Data listing below:

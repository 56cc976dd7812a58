use crate::constants::FLEX_POSITIONS;
use crate::data_fetcher::api::{NflApi, Sleeper};
use crate::data_fetcher::models::{PlayerPool, PoolPlayer, RosterPlayer, TeamAppearance};
use crate::error::AppError;
use tracing::{info, instrument, warn};

/// Result of processing one team's roster
#[derive(Debug)]
pub struct TeamOutcome {
    pub appearance: TeamAppearance,
    pub result: Result<Vec<PoolPlayer>, AppError>,
}

/// A team that contributed no players because its roster failed
#[derive(Debug, Clone, PartialEq)]
pub struct SkippedTeam {
    pub team_id: String,
    pub team_alias: String,
    pub team_name: String,
    pub reason: String,
}

/// A finished pool build. `teams_skipped` is empty on full success.
#[derive(Debug, Clone, PartialEq)]
pub struct PoolBuild {
    pub pool: PlayerPool,
    pub teams_requested: usize,
    pub teams_skipped: Vec<SkippedTeam>,
}

impl PoolBuild {
    pub fn is_partial(&self) -> bool {
        !self.teams_skipped.is_empty()
    }

    pub fn teams_processed(&self) -> usize {
        self.teams_requested - self.teams_skipped.len()
    }
}

/// Selects the roster players whose position exactly matches one of
/// `positions` and attaches the team's week context to each of them.
///
/// Roster order is preserved. The function is pure; calling it twice on
/// the same input yields the same output.
pub fn merge_roster<S: AsRef<str>>(
    roster: &[RosterPlayer],
    appearance: &TeamAppearance,
    positions: &[S],
) -> Vec<PoolPlayer> {
    roster
        .iter()
        .filter(|player| positions.iter().any(|p| p.as_ref() == player.position))
        .map(|player| PoolPlayer::new(player.clone(), appearance.clone()))
        .collect()
}

/// Fetches and merges the roster of every team, in order, one request per
/// team. Failures are captured per team and never stop the loop.
pub async fn collect_team_outcomes<S: Sleeper, P: AsRef<str>>(
    api: &NflApi<S>,
    teams: &[TeamAppearance],
    positions: &[P],
) -> Vec<TeamOutcome> {
    let mut outcomes = Vec::with_capacity(teams.len());

    for (i, team) in teams.iter().enumerate() {
        info!(
            "Processing team {}/{}: {} ({})",
            i + 1,
            teams.len(),
            team.team_name,
            team.team_alias
        );

        let result = api
            .fetch_roster(&team.team_id)
            .await
            .map(|roster| merge_roster(&roster, team, positions));

        outcomes.push(TeamOutcome {
            appearance: team.clone(),
            result,
        });
    }

    outcomes
}

/// Builds the pool from per-team outcomes. Error outcomes are logged and
/// discarded, so a failed team contributes zero players.
pub fn assemble_pool<S: AsRef<str>>(positions: &[S], outcomes: Vec<TeamOutcome>) -> PoolBuild {
    let mut pool = PlayerPool::new(positions);
    let teams_requested = outcomes.len();
    let mut teams_skipped = Vec::new();

    for outcome in outcomes {
        match outcome.result {
            Ok(players) => {
                for player in players {
                    pool.push(player);
                }
            }
            Err(e) => {
                warn!(
                    "Error processing team {} ({}): {}. Skipping.",
                    outcome.appearance.team_name, outcome.appearance.team_alias, e
                );
                teams_skipped.push(SkippedTeam {
                    team_id: outcome.appearance.team_id,
                    team_alias: outcome.appearance.team_alias,
                    team_name: outcome.appearance.team_name,
                    reason: e.to_string(),
                });
            }
        }
    }

    PoolBuild {
        pool,
        teams_requested,
        teams_skipped,
    }
}

/// Builds the player pool for one week.
///
/// The weekly schedule must load; after that, a team whose roster cannot be
/// fetched or decoded is skipped and the build still succeeds.
#[instrument(skip(api))]
pub async fn build_player_pool<S: Sleeper>(
    api: &NflApi<S>,
    week: u32,
    year: u32,
    positions: &[String],
) -> Result<PoolBuild, AppError> {
    info!("Getting teams playing in week {week}, {year}...");
    let weekly = api.fetch_teams_playing(week, year).await?;
    info!(
        "Found {} teams playing this week; this will require {} roster API calls",
        weekly.total_teams(),
        weekly.total_teams()
    );

    let outcomes = collect_team_outcomes(api, &weekly.teams, positions).await;
    let build = assemble_pool(positions, outcomes);

    info!(
        "Player pool built: {} players from {}/{} teams",
        build.pool.len(),
        build.teams_processed(),
        build.teams_requested
    );
    Ok(build)
}

/// Concatenates the players of `positions`, in the given order. Positions
/// absent from the pool contribute nothing.
pub fn players_for_positions<S: AsRef<str>>(pool: &PlayerPool, positions: &[S]) -> Vec<PoolPlayer> {
    positions
        .iter()
        .filter_map(|position| pool.get(position.as_ref()))
        .flat_map(|players| players.iter().cloned())
        .collect()
}

/// FLEX-eligible players: RB, then WR, then TE
pub fn flex_players(pool: &PlayerPool) -> Vec<PoolPlayer> {
    players_for_positions(pool, &FLEX_POSITIONS)
}

#[cfg(test)]
mod tests {
    use super::*;
    use crate::data_fetcher::models::HomeAway;
    use crate::testing_utils::TestDataBuilder;

    const POSITIONS: [&str; 4] = ["QB", "RB", "WR", "TE"];

    fn roster() -> Vec<RosterPlayer> {
        vec![
            TestDataBuilder::create_player("p1", "Drake Maye", "QB"),
            TestDataBuilder::create_player("p2", "Rhamondre Stevenson", "RB"),
            TestDataBuilder::create_player("p3", "Andy Borregales", "K"),
            TestDataBuilder::create_player("p4", "Hunter Henry", "TE"),
            TestDataBuilder::create_player("p5", "Stefon Diggs", "WR"),
            TestDataBuilder::create_player("p6", "Joshua Dobbs", "QB"),
        ]
    }

    fn appearance(home: &str, away: &str) -> TeamAppearance {
        let game = TestDataBuilder::create_game("g1", home, away);
        TeamAppearance::from_game(&game, HomeAway::Home)
    }

    #[test]
    fn test_merge_roster_filters_positions_and_keeps_order() {
        let ne = appearance("NE", "LV");
        let merged = merge_roster(&roster(), &ne, &POSITIONS);

        let ids: Vec<&str> = merged.iter().map(|p| p.player.id.as_str()).collect();
        assert_eq!(ids, vec!["p1", "p2", "p4", "p5", "p6"]);
        for player in &merged {
            assert_eq!(player.appearance.team_id, ne.team_id);
            assert!(POSITIONS.contains(&player.position()));
        }
    }

    #[test]
    fn test_merge_roster_is_case_sensitive() {
        let mut players = roster();
        players[0].position = "qb".to_string();

        let merged = merge_roster(&players, &appearance("NE", "LV"), &["QB"]);
        let ids: Vec<&str> = merged.iter().map(|p| p.player.id.as_str()).collect();
        assert_eq!(ids, vec!["p6"]);
    }

    #[test]
    fn test_merge_roster_is_idempotent() {
        let ne = appearance("NE", "LV");
        let players = roster();
        let first = merge_roster(&players, &ne, &POSITIONS);
        let second = merge_roster(&players, &ne, &POSITIONS);
        assert_eq!(first, second);
    }

    #[test]
    fn test_assemble_pool_skips_failed_teams() {
        let teams = [appearance("NE", "LV"), appearance("KC", "LAC"), appearance("DAL", "PHI")];
        let outcomes = vec![
            TeamOutcome {
                appearance: teams[0].clone(),
                result: Ok(merge_roster(&roster(), &teams[0], &POSITIONS)),
            },
            TeamOutcome {
                appearance: teams[1].clone(),
                result: Err(AppError::retry_exhausted("roster", 3)),
            },
            TeamOutcome {
                appearance: teams[2].clone(),
                result: Ok(merge_roster(&roster(), &teams[2], &POSITIONS)),
            },
        ];

        let build = assemble_pool(&POSITIONS, outcomes);

        assert_eq!(build.teams_requested, 3);
        assert_eq!(build.teams_processed(), 2);
        assert!(build.is_partial());
        assert_eq!(build.teams_skipped[0].team_alias, "KC");

        let qbs = build.pool.get("QB").unwrap();
        let qb_teams: Vec<&str> = qbs.iter().map(|p| p.appearance.team_alias.as_str()).collect();
        assert_eq!(qb_teams, vec!["NE", "NE", "DAL", "DAL"]);
        assert!(
            build
                .pool
                .groups()
                .iter()
                .flat_map(|g| g.players.iter())
                .all(|p| p.appearance.team_alias != "KC")
        );
    }

    #[test]
    fn test_assemble_pool_keeps_requested_positions_even_when_empty() {
        let build = assemble_pool(&["QB", "K"], Vec::new());
        let positions: Vec<&str> = build.pool.positions().collect();
        assert_eq!(positions, vec!["QB", "K"]);
        assert!(build.pool.is_empty());
        assert!(!build.is_partial());
    }

    #[test]
    fn test_flex_is_rb_then_wr_then_te() {
        let ne = appearance("NE", "LV");
        let build = assemble_pool(
            &POSITIONS,
            vec![TeamOutcome {
                appearance: ne.clone(),
                result: Ok(merge_roster(&roster(), &ne, &POSITIONS)),
            }],
        );

        let flex = flex_players(&build.pool);
        let mut expected = Vec::new();
        for position in ["RB", "WR", "TE"] {
            expected.extend(build.pool.get(position).unwrap().iter().cloned());
        }
        assert_eq!(flex, expected);
        let ids: Vec<&str> = flex.iter().map(|p| p.player.id.as_str()).collect();
        assert_eq!(ids, vec!["p2", "p5", "p4"]);
    }

    #[test]
    fn test_players_for_positions_ignores_unknown_positions() {
        let ne = appearance("NE", "LV");
        let build = assemble_pool(
            &["QB"],
            vec![TeamOutcome {
                appearance: ne.clone(),
                result: Ok(merge_roster(&roster(), &ne, &["QB"])),
            }],
        );

        assert_eq!(players_for_positions(&build.pool, &["QB", "K"]).len(), 2);
        assert!(players_for_positions(&build.pool, &["WR"]).is_empty());
    }
}
//! Typed access to the NFL endpoints on top of [`FetchClient`]

use serde::de::DeserializeOwned;
use serde_json::Value;
use tracing::{info, instrument};

use super::fetch_utils::{FetchClient, FetchConfig, Sleeper, TokioSleeper};
use super::urls::{
    build_roster_url, build_season_schedule_url, build_teams_url, build_weekly_schedule_url,
};
use crate::data_fetcher::models::{
    RosterPlayer, RosterResponse, ScheduleGame, SeasonSchedule, Team, TeamsResponse, WeeklyTeams,
    weekly_games,
};
use crate::data_fetcher::processors::{find_team_id, resolve_team_appearances};
use crate::error::AppError;

pub struct NflApi<S = TokioSleeper> {
    client: FetchClient<S>,
}

impl NflApi<TokioSleeper> {
    pub fn new(config: FetchConfig) -> Result<Self, AppError> {
        Ok(Self::from_client(FetchClient::new(config)?))
    }
}

impl<S: Sleeper> NflApi<S> {
    pub fn from_client(client: FetchClient<S>) -> Self {
        NflApi { client }
    }

    fn base_url(&self) -> &str {
        &self.client.config().base_url
    }

    /// All league teams
    pub async fn fetch_teams(&self) -> Result<Vec<Team>, AppError> {
        let url = build_teams_url(self.base_url());
        let value = self.client.fetch(&url).await?;
        decode::<TeamsResponse>(value, &url).map(|response| response.teams)
    }

    /// The full roster of one team.
    ///
    /// A response without a `players` list is a `MalformedResponse`.
    pub async fn fetch_roster(&self, team_id: &str) -> Result<Vec<RosterPlayer>, AppError> {
        let url = build_roster_url(self.base_url(), team_id);
        let value = self.client.fetch(&url).await?;
        decode::<RosterResponse>(value, &url).map(|response| response.players)
    }

    pub async fn fetch_season_schedule(&self, year: u32) -> Result<SeasonSchedule, AppError> {
        let url = build_season_schedule_url(self.base_url(), year);
        let value = self.client.fetch(&url).await?;
        Ok(SeasonSchedule::from_value(&value))
    }

    /// Games of one regular season week. A schedule without games is an
    /// empty list, not an error.
    pub async fn fetch_weekly_schedule(
        &self,
        week: u32,
        year: u32,
    ) -> Result<Vec<ScheduleGame>, AppError> {
        let url = build_weekly_schedule_url(self.base_url(), week, year);
        let value = self.client.fetch(&url).await?;
        Ok(weekly_games(&value))
    }

    /// Unique teams playing in `week`, each annotated with its opponent.
    #[instrument(skip(self))]
    pub async fn fetch_teams_playing(&self, week: u32, year: u32) -> Result<WeeklyTeams, AppError> {
        let games = self.fetch_weekly_schedule(week, year).await?;
        let teams = resolve_team_appearances(&games);
        info!(
            "Week {week}, {year}: {} games, {} teams playing",
            games.len(),
            teams.len()
        );

        Ok(WeeklyTeams {
            week,
            year,
            total_games: games.len(),
            teams,
        })
    }

    /// Looks up a team id by alias, case-insensitively.
    pub async fn resolve_team_id(&self, alias: &str) -> Result<String, AppError> {
        let teams = self.fetch_teams().await?;
        find_team_id(&teams, alias)
    }

    /// Roster of the team with the given alias. Unknown aliases fail with
    /// `TeamNotFound` before any roster request is made.
    pub async fn fetch_roster_by_alias(&self, alias: &str) -> Result<Vec<RosterPlayer>, AppError> {
        let team_id = self.resolve_team_id(alias).await?;
        self.fetch_roster(&team_id).await
    }
}

fn decode<T: DeserializeOwned>(value: Value, url: &str) -> Result<T, AppError> {
    serde_json::from_value(value).map_err(|e| AppError::malformed_response(e.to_string(), url))
}
//! HTTP client creation and configuration utilities

use crate::constants::API_KEY_HEADER;
use crate::error::AppError;
use reqwest::Client;
use reqwest::header::{ACCEPT, HeaderMap, HeaderValue};
use std::time::Duration;

/// Creates the HTTP client used for every API call.
///
/// The client carries the request timeout and the two fixed headers the
/// API expects: `accept: application/json` and the `x-api-key` credential.
/// The key header is marked sensitive so it never shows up in debug output.
pub fn create_http_client(timeout_seconds: u64, api_key: &str) -> Result<Client, AppError> {
    let mut headers = HeaderMap::new();
    headers.insert(ACCEPT, HeaderValue::from_static("application/json"));

    let mut key = HeaderValue::from_str(api_key).map_err(|_| {
        AppError::config_error("API key contains characters not allowed in an HTTP header")
    })?;
    key.set_sensitive(true);
    headers.insert(API_KEY_HEADER, key);

    Client::builder()
        .timeout(Duration::from_secs(timeout_seconds))
        .default_headers(headers)
        .build()
        .map_err(|e| AppError::config_error(format!("Failed to create HTTP client: {e}")))
}

#[cfg(test)]
mod tests {
    use super::*;

    #[test]
    fn test_create_http_client() {
        assert!(create_http_client(30, "abc123").is_ok());
    }

    #[test]
    fn test_create_http_client_rejects_invalid_key() {
        let result = create_http_client(30, "bad\nkey");
        assert!(matches!(result, Err(AppError::Config(_))));
    }
}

End of Data listing.

Activity
Using the entries above, give again exactly the lines from the line holding "use reqwest::Client;" through the line holding "fixed headers the". Include both end lines and nothing else.

Exercise answer
use reqwest::Client;
use reqwest::header::{ACCEPT, HeaderMap, HeaderValue};
use std::time::Duration;

/// Creates the HTTP client used for every API call.
///
/// The client carries the request timeout and the two fixed headers the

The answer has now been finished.